What to eat to improve bowel function
Intestinal health has been a topic that has attracted much attention in recent years. Good intestinal function not only improves digestion and absorption capacity, but is also closely related to immunity and mood regulation. In the past 10 days, discussions about intestinal health have continued to rise across the Internet, with a particular focus on dietary conditioning. This article will combine hot topics and data to compile a scientific and effective list of foods that improve intestinal function.
1. Intestinal health hot topics on the Internet in the past 10 days

| Ranking | Topic keywords | Number of discussions (10,000) | Main platform |
|---|---|---|---|
| 1 | probiotic foods | 326.5 | Weibo/Xiaohongshu |
| 2 | dietary fiber intake | 218.7 | Douyin/Bilibili |
| 3 | Gut flora balance | 187.2 | Zhihu/WeChat public account |
| 4 | fermented food | 156.8 | Xiaohongshu/Douban |
| 5 | irritable bowel syndrome diet | 98.3 | Medical and health APP |
2. Six categories of foods that improve intestinal function
According to the latest recommendations from the Chinese Nutrition Society and the World Gastroenterology Organization, the following foods have a significant effect on improving intestinal function:
| food category | represents food | active ingredients | daily recommended amount |
|---|---|---|---|
| probiotic foods | Yogurt, kefir, kimchi | Lactobacillus, Bifidobacterium | 200-300g |
| high fiber foods | Oats, chia seeds, apples | water soluble dietary fiber | 25-30g |
| Fermented soy products | Natto, miso, tempeh | Bacillus subtilis | 50-100g |
| Resistant starch | Cooled potatoes, green bananas | Resistant starch | 10-15g |
| polyphenolic foods | Blueberries, dark chocolate, green tea | polyphenolic compounds | Appropriate amount |
| Omega-3 foods | flaxseed, salmon | alpha-linolenic acid | 1-2 servings/week |
3. Recommended intestinal health diet plan
Combining the latest research and clinical practice, the following 7-day intestinal conditioning diet plan is recommended:
| Meals | Monday to Wednesday | Thursday to Saturday | Sunday |
|---|---|---|---|
| breakfast | Oatmeal + kiwi + sugar-free yogurt | Whole wheat bread + avocado + kefir | Multigrain porridge + natto |
| Lunch | Brown rice + steamed fish + cold fungus | Quinoa Salad + Grilled Chicken Breast + Pickles | Sweet potato + boiled shrimp + miso soup |
| dinner | Steamed pumpkin + tofu soup + flaxseed powder | Stir-fried seasonal vegetables with mixed mushrooms + cooled potatoes | Steamed Eggplant + Sprouted Grain Bread |
| Extra meal | Green Banana/Blueberry | Dark chocolate (more than 85%) | Apple cider vinegar drink |
4. Intestinal-damaging foods that need to be avoided
While paying attention to beneficial foods, you should also be wary of the following foods that may damage intestinal function:
1.Ultra-processed foods:Contains a large number of additives that will destroy the balance of intestinal flora
2.Excess alcohol:Impairment of intestinal barrier function
3.High-sugar diet:Promote the growth of harmful bacteria
4.Trans fatty acids:Increased risk of intestinal inflammation
5.Overly spicy food:May irritate intestinal mucosa
5. Expert advice and precautions
1. Dietary adjustments should be made gradually. A sudden increase in fiber intake may cause abdominal bloating.

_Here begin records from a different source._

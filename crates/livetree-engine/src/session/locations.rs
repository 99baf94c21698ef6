use std::sync::Arc;
use std::time::Instant;

use futures::future::join_all;
use livetree_core::core_types::SyncContext;
use livetree_core::model::LiveId;
use livetree_core::{log_op_end, log_op_start, NodeId, SourceLocation};

use super::InspectorSession;
use crate::providers::{SourceInfoResolver, SourceTarget};

/// Pending source-location lookups for nodes that have none cached
pub struct LocationFetch {
    ctx: SyncContext,
    started: Instant,
    targets: Vec<(NodeId, LiveId)>,
    sources: Arc<dyn SourceInfoResolver>,
}

#[derive(Debug)]
pub struct LocationsFetched {
    ctx: SyncContext,
    started: Instant,
    found: Vec<(NodeId, SourceLocation)>,
}

impl LocationFetch {
    pub fn len(&self) -> usize {
        self.targets.len()
    }

    pub fn is_empty(&self) -> bool {
        self.targets.is_empty()
    }

    /// Query the source-info resolver for every target concurrently
    ///
    /// Lookup failures are logged and treated as "no location".
    pub async fn run(self) -> LocationsFetched {
        let sources = self.sources;
        let lookups = self.targets.iter().map(|(node, live)| {
            let sources = Arc::clone(&sources);
            let target = SourceTarget::Node(*live);
            let node = *node;
            async move {
                match sources.resolve(&target).await {
                    Ok(location) => location.map(|l| (node, l)),
                    Err(e) => {
                        tracing::warn!(
                            component = module_path!(),
                            node_id = node.get(),
                            error = %e,
                            "source location lookup failed"
                        );
                        None
                    }
                }
            }
        });
        let found = join_all(lookups).await.into_iter().flatten().collect();
        LocationsFetched {
            ctx: self.ctx,
            started: self.started,
            found,
        }
    }
}

impl InspectorSession {
    /// Collect every live node without a usable cached source location
    ///
    /// A cached location whose span was dropped from the spatial index, as
    /// after a content change, is fetched again.
    pub fn begin_location_fetch(&self) -> LocationFetch {
        let ctx = self.context();
        let store = self.model.store();
        let targets: Vec<(NodeId, LiveId)> = store
            .walk()
            .into_iter()
            .filter_map(|id| {
                let node = store.get(id).ok()?;
                if let Some(location) = &node.location {
                    let indexed = !self.config.spatial_index
                        || self
                            .indexes
                            .get(&location.document)
                            .is_some_and(|i| i.span_of(id).is_some());
                    if indexed {
                        return None;
                    }
                }
                node.live_id().map(|live| (id, live))
            })
            .collect();
        log_op_start!(
            "prime_locations",
            session_id = %ctx.session_id,
            attempt_id = %ctx.attempt_id,
            targets = targets.len()
        );
        LocationFetch {
            ctx,
            started: Instant::now(),
            targets,
            sources: Arc::clone(&self.providers.sources),
        }
    }

    /// Cache fetched locations on their nodes and index their spans
    ///
    /// Nodes removed while the lookup ran are skipped. Returns how many
    /// locations were applied.
    pub fn apply_locations(&mut self, fetched: LocationsFetched) -> usize {
        let mut applied = 0;
        for (node, mut location) in fetched.found {
            let document = self.path(location.document.as_str());
            let span = location.span;
            location.document = document.clone();
            let Ok(runtime) = self.model.store_mut().get_mut(node) else {
                continue;
            };
            runtime.location = Some(location);
            self.associate(&document);
            self.index_span(node, &document, span);
            applied += 1;
        }
        log_op_end!(
            "prime_locations",
            duration_ms = fetched.started.elapsed().as_millis() as u64,
            attempt_id = %fetched.ctx.attempt_id,
            applied = applied
        );
        applied
    }

    pub async fn prime_locations(&mut self) -> usize {
        let fetch = self.begin_location_fetch();
        let fetched = fetch.run().await;
        self.apply_locations(fetched)
    }
}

2. Different bodies have different reactions to food. It is recommended to keep a food diary to observe personal reactions.
3. Adequate water intake (1.5-2L per day) is crucial for fiber to work
4. Combined with moderate exercise (such as walking for 30 minutes a day) can further improve intestinal peristalsis
5. If you have persistent intestinal discomfort, you should seek medical treatment promptly instead of relying solely on dietary adjustments.
The gut is known as the "second brain" and its health directly affects overall wellbeing. Through scientific dietary adjustments and regular work and rest, most people can experience significant improvement in intestinal function within 4-6 weeks. Remember, variety is key to healthy gut flora, and it is recommended to consume at least 30 different plant foods per week.